Problems with Landing Page Optimization?

By Howard Kaplan
January 18th, 2007

Every time I read a “best practices” guide to optimizing landing pages, I cringe. I know full well the limitations and the biases inherent in what the teacher is about to dispel to the pupil. Even worse, I know full well the pupil is likely to accept the teachings as gospel, and run off to begin implementation. Honestly, I don’t blame them- implementation led by a methodology will inevitably outperform pure talent or intuition. However, the assumption in that last statement is that the methodology is based upon a framework that has been well thought out and proven successful. How many methodologies do you know that live up to that assumption?

Given this, you can imagine my thoughts when I saw “10 Landing Page Optimization Tactics” from Larry Chase arrive in my inbox. In my experience Larry’s stuff is fantastic, so I gave him the benefit of the doubt, even with my low expectations given the topic. You know what I discovered? His tactics were really just principles, and in them were some excellent words of wisdom, as always. Experiment with registration forms, and test multiple landing pages (see a theme here?) were just two of his stratagems. To his credit, he also added *sample* tactics (following through on his chosen title), but more as clarification and inspiration than as implementation orders.

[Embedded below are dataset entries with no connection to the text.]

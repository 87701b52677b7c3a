//! REST API handlers.
//!
//! Each handler is a thin adapter: unwrap the request, call the docker
//! client or the validator, wrap the result as JSON.

use axum::Json;
use axum::extract::{Query, State};
use axum::http::StatusCode;
use axum::response::IntoResponse;
use bollard::container::ListContainersOptions;
use bollard::image::{CreateImageOptions, ListImagesOptions};
use futures::StreamExt;
use tracing::{error, info};

use arena_validator::{ValidationReport, Verdict};

use crate::ApiState;

/// Response wrapper for consistent API format.
#[derive(serde::Serialize)]
struct ApiResponse<T: serde::Serialize> {
    success: bool,
    #[serde(skip_serializing_if = "Option::is_none")]
    data: Option<T>,
    #[serde(skip_serializing_if = "Option::is_none")]
    error: Option<String>,
}

impl<T: serde::Serialize> ApiResponse<T> {
    fn ok(data: T) -> Json<Self> {
        Json(Self {
            success: true,
            data: Some(data),
            error: None,
        })
    }
}

fn error_response(msg: &str, status: StatusCode) -> impl IntoResponse {
    (
        status,
        Json(ApiResponse::<()> {
            success: false,
            data: None,
            error: Some(msg.to_string()),
        }),
    )
}

// ── Images ─────────────────────────────────────────────────────

#[derive(serde::Serialize)]
pub struct AgentImage {
    pub id: String,
    pub repo_tags: Vec<String>,
}

/// GET /api/v0/agents
pub async fn list_agents(State(state): State<ApiState>) -> impl IntoResponse {
    let options = ListImagesOptions::<String> {
        all: false,
        ..Default::default()
    };
    match state.docker.list_images(Some(options)).await {
        Ok(images) => {
            let agents: Vec<AgentImage> = images
                .into_iter()
                .map(|img| AgentImage {
                    id: img.id,
                    repo_tags: img.repo_tags,
                })
                .collect();
            ApiResponse::ok(agents).into_response()
        }
        Err(e) => error_response(&e.to_string(), StatusCode::BAD_GATEWAY).into_response(),
    }
}

#[derive(serde::Deserialize)]
pub struct PullRequest {
    pub image: Option<String>,
}

/// POST /api/v0/pull
pub async fn pull_image(
    State(state): State<ApiState>,
    Json(req): Json<PullRequest>,
) -> impl IntoResponse {
    let Some(image) = req.image.filter(|s| !s.is_empty()) else {
        return error_response("`image` field is required", StatusCode::BAD_REQUEST)
            .into_response();
    };

    let options = CreateImageOptions {
        from_image: image.as_str(),
        tag: "latest",
        ..Default::default()
    };
    let mut stream = state.docker.create_image(Some(options), None, None);
    while let Some(progress) = stream.next().await {
        if let Err(e) = progress {
            error!(%image, error = %e, "image pull failed");
            return error_response(&e.to_string(), StatusCode::BAD_GATEWAY).into_response();
        }
    }

    info!(%image, "image pulled");
    ApiResponse::ok(serde_json::json!({ "image": image, "status": "pulled" })).into_response()
}

#[derive(serde::Serialize)]
pub struct RunningContainer {
    pub id: Option<String>,
    pub image: Option<String>,
    pub state: Option<String>,
}

/// GET /api/v0/running
pub async fn list_running(State(state): State<ApiState>) -> impl IntoResponse {
    let options = ListContainersOptions::<String>::default();
    match state.docker.list_containers(Some(options)).await {
        Ok(containers) => {
            let running: Vec<RunningContainer> = containers
                .into_iter()
                .map(|c| RunningContainer {
                    id: c.id,
                    image: c.image,
                    state: c.state,
                })
                .collect();
            ApiResponse::ok(running).into_response()
        }
        Err(e) => error_response(&e.to_string(), StatusCode::BAD_GATEWAY).into_response(),
    }
}

#[derive(serde::Deserialize)]
pub struct ImageQuery {
    pub image: Option<String>,
}

#[derive(serde::Serialize)]
pub struct ImageInfo {
    pub id: Option<String>,
    pub repo_tags: Vec<String>,
    pub exposed_ports: Vec<String>,
}

/// GET /api/v0/image?image=...
pub async fn show_image_info(
    State(state): State<ApiState>,
    Query(query): Query<ImageQuery>,
) -> impl IntoResponse {
    let Some(image) = query.image.filter(|s| !s.is_empty()) else {
        return error_response("`image` parameter is required", StatusCode::BAD_REQUEST)
            .into_response();
    };

    match state.docker.inspect_image(&image).await {
        Ok(inspect) => {
            let mut exposed_ports: Vec<String> = inspect
                .config
                .and_then(|c| c.exposed_ports)
                .map(|ports| ports.into_keys().collect())
                .unwrap_or_default();
            exposed_ports.sort();
            ApiResponse::ok(ImageInfo {
                id: inspect.id,
                repo_tags: inspect.repo_tags.unwrap_or_default(),
                exposed_ports,
            })
            .into_response()
        }
        Err(e) => error_response(&e.to_string(), StatusCode::BAD_GATEWAY).into_response(),
    }
}

// ── Validation ─────────────────────────────────────────────────

#[derive(serde::Deserialize)]
pub struct ValidateRequest {
    pub image: Option<String>,
}

#[derive(serde::Serialize)]
pub struct ValidationResponse {
    pub image: String,
    pub valid: bool,
    #[serde(skip_serializing_if = "Option::is_none")]
    pub owner: Option<String>,
    #[serde(skip_serializing_if = "Option::is_none")]
    pub taunts: Option<Vec<String>>,
    #[serde(skip_serializing_if = "Option::is_none")]
    pub reason: Option<String>,
    #[serde(skip_serializing_if = "Option::is_none")]
    pub teardown_error: Option<String>,
}

fn validation_response(image: &str, report: ValidationReport) -> ValidationResponse {
    let teardown_error = report.teardown.map(|e| e.to_string());
    match report.verdict {
        Verdict::Validated { identity } => ValidationResponse {
            image: image.to_string(),
            valid: true,
            owner: Some(identity.owner),
            taunts: Some(identity.taunts),
            reason: None,
            teardown_error,
        },
        Verdict::Rejected { reason } => ValidationResponse {
            image: image.to_string(),
            valid: false,
            owner: None,
            taunts: None,
            reason: Some(reason.to_string()),
            teardown_error,
        },
    }
}

/// POST /api/v0/validate
pub async fn validate_agent(
    State(state): State<ApiState>,
    Json(req): Json<ValidateRequest>,
) -> impl IntoResponse {
    let Some(image) = req.image.filter(|s| !s.is_empty()) else {
        return error_response("`image` field is required", StatusCode::BAD_REQUEST)
            .into_response();
    };

    match state.validator.validate_image(&image).await {
        Ok(report) => ApiResponse::ok(validation_response(&image, report)).into_response(),
        Err(e) => error_response(&e.to_string(), StatusCode::BAD_GATEWAY).into_response(),
    }
}

// ── Registration ───────────────────────────────────────────────

#[derive(serde::Deserialize)]
pub struct RegisterRequest {
    pub image: Option<String>,
    pub source: Option<String>,
}

/// POST /api/v0/images
///
/// Registers an agent image from a named source. Only `dockerhub` is
/// supported; registration validates the image before accepting it.
pub async fn register_image(
    State(state): State<ApiState>,
    Json(req): Json<RegisterRequest>,
) -> impl IntoResponse {
    let Some(image) = req.image.filter(|s| !s.is_empty()) else {
        return error_response("`image` field is required", StatusCode::BAD_REQUEST)
            .into_response();
    };

    match req.source.as_deref() {
        Some("dockerhub") => match state.validator.validate_image(&image).await {
            Ok(report) => {
                let response = validation_response(&image, report);
                if response.valid {
                    ApiResponse::ok(response).into_response()
                } else {
                    (StatusCode::BAD_REQUEST, ApiResponse::ok(response)).into_response()
                }
            }
            Err(e) => error_response(&e.to_string(), StatusCode::BAD_GATEWAY).into_response(),
        },
        Some("github") => error_response(
            "GitHub repo support has not been implemented yet",
            StatusCode::NOT_IMPLEMENTED,
        )
        .into_response(),
        other => error_response(
            &format!("unrecognized image source: {}", other.unwrap_or("<missing>")),
            StatusCode::BAD_REQUEST,
        )
        .into_response(),
    }
}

It’s not all a love fest here this morning however, Larry did present what I’d consider to be the cardinal sin of Landing Page Optimization- keep them in the funnel. Don’t offer escape routes, as he called it. Hmm, escape routes. I don’t know about you, but I’m hard pressed to think of a positive mental image involving escape routes. Burning building. Bank Robbery. Painful (and long) first date? Why do we assume eliminating the “escape route” is sufficient for visitors continuing the process? Doesn’t the X button at the upper right corner of the browser offer the ultimate escape route?

Larry’s not the first person to suggest this of course, and he won’t be the last. It comes from thinking about where you drop the visitor who clicks through your email or PPC ad as a page, rather than an event within a scenario. You want one principle to improve your landing pages?- Don’t do that. Don’t assume you can stuff your visitors into a linear funnel, and because there’s no way out, gravity will pull them through. Stop waiting for your cat to bark. The online world is one without gravity. In the online world, visitors control their own momentum.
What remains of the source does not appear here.